Between the Blue & the Red

Though many films (Avengers: Infinity War is one big example) continue to be released in 3-D, most of them are post-converted. For film historians, the actual Golden Age of 3-D was very short-lived, beginning in June 1952 with the release of Bwana Devil and concluding in March 1955 with Revenge of the Creature. Altogether, only 50 English-language feature films were made during this period, some of them major productions by giants in the field-like Alfred Hitchcock’s Dial M for Murder, John Wayne’s Hondo and the musical Kiss Me Kate.

For a while, spurred primarily by the success of James Cameron’s Avatar in 2009, it looked like there might actually be a 21st-century renaissance for films in “stereoscopic vision.” Alas, the dream was short-lived. Last year, Sony, Samsung and LG all announced they would no longer manufacture 3-D TV sets.

The silver lining in the cloud of gloom for us die-hard fans is that 3-D discs continue to be released for home viewing, not only the latest blockbusters but, occasionally, the Golden Age classics. The latest restoration by the good folks at 3-D Film Archive is The Maze (1953), directed by William Cameron Menzies and starring genre favorite Richard Carlson, who is also on video fighting The Creature from the Black Lagoon in glorious 3-D.

The Maze has a bare-bones plot. On the eve of his wedding to Kitty Murray (Veronica Hurst), Gerald MacTeam (Richard Carlson) is suddenly, mysteriously summoned to his ancestral Scottish manor in the Highlands. After weeks of silence and unanswered questions from his doting fiancée, the newly titled Sir Gerald abruptly calls off the wedding.

Plucky Kitty, along with her no-nonsense Aunt Edith (Katherine Emery), promptly makes an unannounced call at Craven Castle to find out what’s what. Visibly aged, Gerald begrudgingly makes them welcome. Still, the ladies note the furtive glances between their host and his servants, and wonder about the mysterious maze abutting the castle and its nocturnal visitants who prowl by candlelight.

The original 3-D trailer is included on the disc (as well as the film in standard 2-D), its solemn-voiced narrator intoning questions: “What fearful secret was hidden from the world for 200 years? Why was every door in Craven Castle locked at night?” Before the climactic revelation, Aunt Edith glimpses “something horrible … the most horrible thing I have ever seen,” yet she’s unable to give any details.

The trailer also includes a plea from star Carlson for those who’ve seen the movie to not reveal the “secret of the Maze” to the uninitiated, “for we feel it is truly amazing!”

Yeah, well … not really. In fact, the “monster” here may be one of the most ludicrous in horror film history, rivaling even the ridiculous Tabonga the Walking Tree Stump in 1957’s From Hell It Came.

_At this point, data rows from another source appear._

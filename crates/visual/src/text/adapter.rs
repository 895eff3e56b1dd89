//! Adapters translating the text-layout surface into the capability contract.
//!
//! Two variants with different binding and lifetime rules:
//!
//! - [`OwnedTextAdapter`] embeds one concrete [`TextBuffer`] by value. The
//!   binding is fixed at compile time to exactly that adaptee type, its state
//!   can never be absent, and the adapter cannot be retargeted.
//! - [`SharedTextAdapter`] holds an `Rc` to *any* [`TextLayout`]
//!   implementation, including ones this crate has never seen. The caller
//!   decides the adaptee's lifetime by keeping or dropping its own clone of
//!   the `Rc`, at the cost of one indirection.
//!
//! Given equal adaptee state the two variants are interchangeable: every
//! translated operation returns identical results.

use std::rc::Rc;

use tracing::trace;

use crate::canvas::Canvas;
use crate::component::Visual;
use crate::error::{ConstructionError, TranslationError};
use crate::geometry::{Extent, Point};
use crate::manipulator::ManipulatorHandle;
use crate::text::layout::{LayoutHandle, TextBuffer, TextLayout};

/// (origin, extent) -> (bottom-left, top-right), exactly.
///
/// An invalid extent is an adaptee bug; it is surfaced instead of clamped so
/// it cannot masquerade as a zero-sized component downstream.
fn corner_pair(origin: Point, extent: Extent) -> Result<(Point, Point), TranslationError> {
    if !extent.is_valid() {
        return Err(TranslationError::negative_extent(extent));
    }
    Ok((origin, origin + extent))
}

/// Adapter with embedded adaptee state.
#[derive(Debug, Clone)]
pub struct OwnedTextAdapter {
    text: TextBuffer,
}

impl OwnedTextAdapter {
    /// Takes the buffer by value; there is no absent-adaptee failure mode.
    pub fn new(text: TextBuffer) -> Self {
        Self { text }
    }
}

impl Visual for OwnedTextAdapter {
    fn bounding_extent(&self) -> Result<(Point, Point), TranslationError> {
        corner_pair(self.text.origin(), self.text.extent())
    }

    fn is_empty(&self) -> bool {
        self.text.is_empty()
    }

    /// The text machinery has no manipulator concept, so the handle is built
    /// from scratch around a capability view of this adapter.
    fn create_manipulator(&self) -> ManipulatorHandle {
        ManipulatorHandle::new(Box::new(self.clone()))
    }

    fn draw(&mut self, canvas: &mut Canvas) {
        canvas.op("text");
    }

    fn resize(&mut self) {
        // The adaptee owns its geometry; there is nothing to recompute here.
        trace!("resize has no text-layout counterpart");
    }
}

/// Adapter composed with an independently-created adaptee.
pub struct SharedTextAdapter {
    layout: Rc<dyn TextLayout>,
}

impl SharedTextAdapter {
    pub fn new(layout: Rc<dyn TextLayout>) -> Self {
        Self { layout }
    }

    /// Build from a non-owning handle, failing fast when the adaptee is
    /// already gone — every later operation would be undefined otherwise.
    pub fn from_handle(handle: &LayoutHandle) -> Result<Self, ConstructionError> {
        let layout = handle.upgrade().ok_or(ConstructionError::AdapteeGone)?;
        Ok(Self { layout })
    }
}

impl Clone for SharedTextAdapter {
    fn clone(&self) -> Self {
        Self { layout: Rc::clone(&self.layout) }
    }
}

impl std::fmt::Debug for SharedTextAdapter {
    fn fmt(&self, f: &mut std::fmt::Formatter<'_>) -> std::fmt::Result {
        f.debug_struct("SharedTextAdapter").finish_non_exhaustive()
    }
}

impl Visual for SharedTextAdapter {
    fn bounding_extent(&self) -> Result<(Point, Point), TranslationError> {
        corner_pair(self.layout.origin(), self.layout.extent())
    }

    fn is_empty(&self) -> bool {
        self.layout.is_empty()
    }

    /// Built from scratch like the owned variant; the view shares the same
    /// adaptee, never a copy of it.
    fn create_manipulator(&self) -> ManipulatorHandle {
        ManipulatorHandle::new(Box::new(self.clone()))
    }

    fn draw(&mut self, canvas: &mut Canvas) {
        canvas.op("text");
    }

    fn resize(&mut self) {
        trace!("resize has no text-layout counterpart");
    }
}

Maze is a visual mini-gem in its own right, though. The real star is its production designer/director, the great William Cameron Menzies. Maze was his first and only 3-D film, and his last feature film as director. He died in ’57 at the age of 60.

Menzies might not be familiar to younger viewers, but he was one of the masters of cinematic art and design. One of his earliest achievements was the stunning visual framework for the 1924 Douglas Fairbanks version of The Thief of Bagdad, followed by the first Academy Awards for Art Direction, for 1927’s The Dove and ’28’s Tempest.

In 1940, Menzies was given an honorary Oscar “for outstanding achievement in the use of color for the enhancement of dramatic mood in the production of Gone with the Wind.”

As a director, Menzies is best remembered today for his forays into science-fiction, specifically the 1936 adaptation of H.G. Wells’ Things to Come (’36) and the original Invaders from Mars (’53). Things, scripted by Wells and produced by Alexander Korda, is a highlight of ’30s British films and a brilliant example of sci-fi- as both prophecy and philosophy. As for Invaders, anyone who saw it in the ’50s may never forget the iconic sand-pool and fence-lined dune marking the Martians’ landing site.

Tobe Hooper’s 1986 remake, by contrast, was anemic, unimaginative and totally forgettable.

Both Menzies films, despite budget limitations and today’s special-FX wizardry, are masterpieces of design, revealing the filmmaker’s initiation into film during the Silent Era, when a picture was literally worth 1,000 words.

The same is true of Maze. Though budget constraints are obvious, Menzies exhibits his ingenuity with set design and his brilliant use of 3-D, in both depth and range of vision. Fans of ’50s sci-fi and horror should check it out. And 3-D fanatics have probably already bought it.